AIM OF THE EXERCISE -> Copy, from the material below, each line that contains the word "pending".
# # #
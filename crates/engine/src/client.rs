use std::{
    sync::atomic::{AtomicU64, Ordering},
    time::{Duration, Instant, SystemTime, UNIX_EPOCH},
};

use alloy_primitives::{B256, Bytes, U64};
use alloy_rpc_types_engine::{
    Claims, ExecutionPayloadV3, ForkchoiceState, ForkchoiceUpdated, JwtSecret, PayloadAttributes,
    PayloadId, PayloadStatus,
};
use eyre::WrapErr as _;
use metrics::{counter, histogram};
use reqwest::Url;
use serde::{Deserialize, Serialize, de::DeserializeOwned};
use serde_json::json;
use tandem_primitives::ExecutionHead;
use tracing::{debug, instrument};

use crate::{EngineError, ExecutionEngine, TxPoolStatus, UNKNOWN_PAYLOAD_CODE};

#[derive(Clone, Debug)]
pub struct ClientConfig {
    /// The authenticated Engine API endpoint, usually port 8551.
    pub engine_url: Url,
    /// The public JSON-RPC endpoint, used for `txpool_status`.
    pub rpc_url: Url,
    pub jwt_secret: JwtSecret,
    /// Upper bound for a single request including reading the response.
    pub timeout: Duration,
}

/// JSON-RPC client for the execution engine.
#[derive(Debug)]
pub struct EngineClient {
    http: reqwest::Client,
    engine_url: Url,
    rpc_url: Url,
    jwt_secret: JwtSecret,
    next_request_id: AtomicU64,
}

#[derive(Clone, Copy, PartialEq, Eq)]
enum Endpoint {
    Engine,
    Rpc,
}

#[derive(Serialize)]
struct RpcRequest<'a, P> {
    jsonrpc: &'a str,
    id: u64,
    method: &'a str,
    params: P,
}

#[derive(Deserialize)]
struct RpcResponse<R> {
    result: Option<R>,
    error: Option<RpcErrorObject>,
}

#[derive(Deserialize)]
struct RpcErrorObject {
    code: i64,
    message: String,
}

#[derive(Deserialize)]
#[serde(rename_all = "camelCase")]
struct GetPayloadV4Response {
    execution_payload: ExecutionPayloadV3,
}

#[derive(Deserialize)]
struct BlockHeader {
    number: U64,
    hash: B256,
    timestamp: U64,
}

#[derive(Deserialize)]
struct TxPoolStatusResponse {
    pending: U64,
    queued: U64,
}

impl EngineClient {
    pub fn new(config: ClientConfig) -> eyre::Result<Self> {
        let http = reqwest::Client::builder()
            .timeout(config.timeout)
            .build()
            .wrap_err("failed building http client")?;
        Ok(Self {
            http,
            engine_url: config.engine_url,
            rpc_url: config.rpc_url,
            jwt_secret: config.jwt_secret,
            next_request_id: AtomicU64::new(1),
        })
    }

    async fn call<P, R>(&self, endpoint: Endpoint, method: &'static str, params: P) -> Result<R, EngineError>
    where
        P: Serialize,
        R: DeserializeOwned,
    {
        let started = Instant::now();
        let result = self.send(endpoint, method, params).await;
        histogram!("tandem_engine_request_duration_seconds", "endpoint" => method)
            .record(started.elapsed().as_secs_f64());
        if result.is_err() {
            counter!("tandem_engine_request_errors_total", "endpoint" => method).increment(1);
        }
        result
    }

    #[instrument(level = "debug", skip_all, fields(%method))]
    async fn send<P, R>(&self, endpoint: Endpoint, method: &str, params: P) -> Result<R, EngineError>
    where
        P: Serialize,
        R: DeserializeOwned,
    {
        let id = self.next_request_id.fetch_add(1, Ordering::Relaxed);
        let url = match endpoint {
            Endpoint::Engine => &self.engine_url,
            Endpoint::Rpc => &self.rpc_url,
        };

        let mut request = self.http.post(url.clone()).json(&RpcRequest {
            jsonrpc: "2.0",
            id,
            method,
            params,
        });
        if endpoint == Endpoint::Engine {
            request = request.bearer_auth(self.token()?);
        }

        let body = request.send().await?.error_for_status()?.bytes().await?;
        let response: RpcResponse<R> = serde_json::from_slice(&body)?;
        match (response.error, response.result) {
            (Some(error), _) if error.code == UNKNOWN_PAYLOAD_CODE => Err(EngineError::UnknownPayload),
            (Some(error), _) => {
                debug!(code = error.code, message = %error.message, "engine returned an error");
                Err(EngineError::Rpc {
                    code: error.code,
                    message: error.message,
                })
            }
            (None, Some(result)) => Ok(result),
            (None, None) => Err(EngineError::EmptyResponse),
        }
    }

    fn token(&self) -> Result<String, EngineError> {
        let iat = SystemTime::now()
            .duration_since(UNIX_EPOCH)
            .unwrap_or_default()
            .as_secs();
        self.jwt_secret
            .encode(&Claims { iat, exp: None })
            .map_err(|e| EngineError::Auth(e.to_string()))
    }
}

impl ExecutionEngine for EngineClient {
    async fn fork_choice_updated(
        &self,
        state: ForkchoiceState,
        attributes: Option<PayloadAttributes>,
    ) -> Result<ForkchoiceUpdated, EngineError> {
        self.call(Endpoint::Engine, "engine_forkchoiceUpdatedV3", (state, attributes))
            .await
    }

    async fn get_payload(&self, payload_id: PayloadId) -> Result<ExecutionPayloadV3, EngineError> {
        let response: GetPayloadV4Response = self
            .call(Endpoint::Engine, "engine_getPayloadV4", (payload_id,))
            .await?;
        Ok(response.execution_payload)
    }

    async fn new_payload(
        &self,
        payload: ExecutionPayloadV3,
        parent_beacon_block_root: B256,
    ) -> Result<PayloadStatus, EngineError> {
        let versioned_hashes: Vec<B256> = Vec::new();
        let execution_requests: Vec<Bytes> = Vec::new();
        self.call(
            Endpoint::Engine,
            "engine_newPayloadV4",
            (payload, versioned_hashes, parent_beacon_block_root, execution_requests),
        )
        .await
    }

    async fn latest_head(&self) -> Result<ExecutionHead, EngineError> {
        let header: BlockHeader = self
            .call(Endpoint::Engine, "eth_getBlockByNumber", ("latest", false))
            .await?;
        Ok(ExecutionHead {
            height: header.number.to(),
            hash: header.hash,
            time: header.timestamp.to(),
        })
    }

    async fn txpool_status(&self) -> Result<TxPoolStatus, EngineError> {
        let status: TxPoolStatusResponse = self.call(Endpoint::Rpc, "txpool_status", json!([])).await?;
        Ok(TxPoolStatus {
            pending: status.pending.to(),
            queued: status.queued.to(),
        })
    }
}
# # #
OUTPUT FOR THIS TASK ->
    pending: U64,
            pending: status.pending.to(),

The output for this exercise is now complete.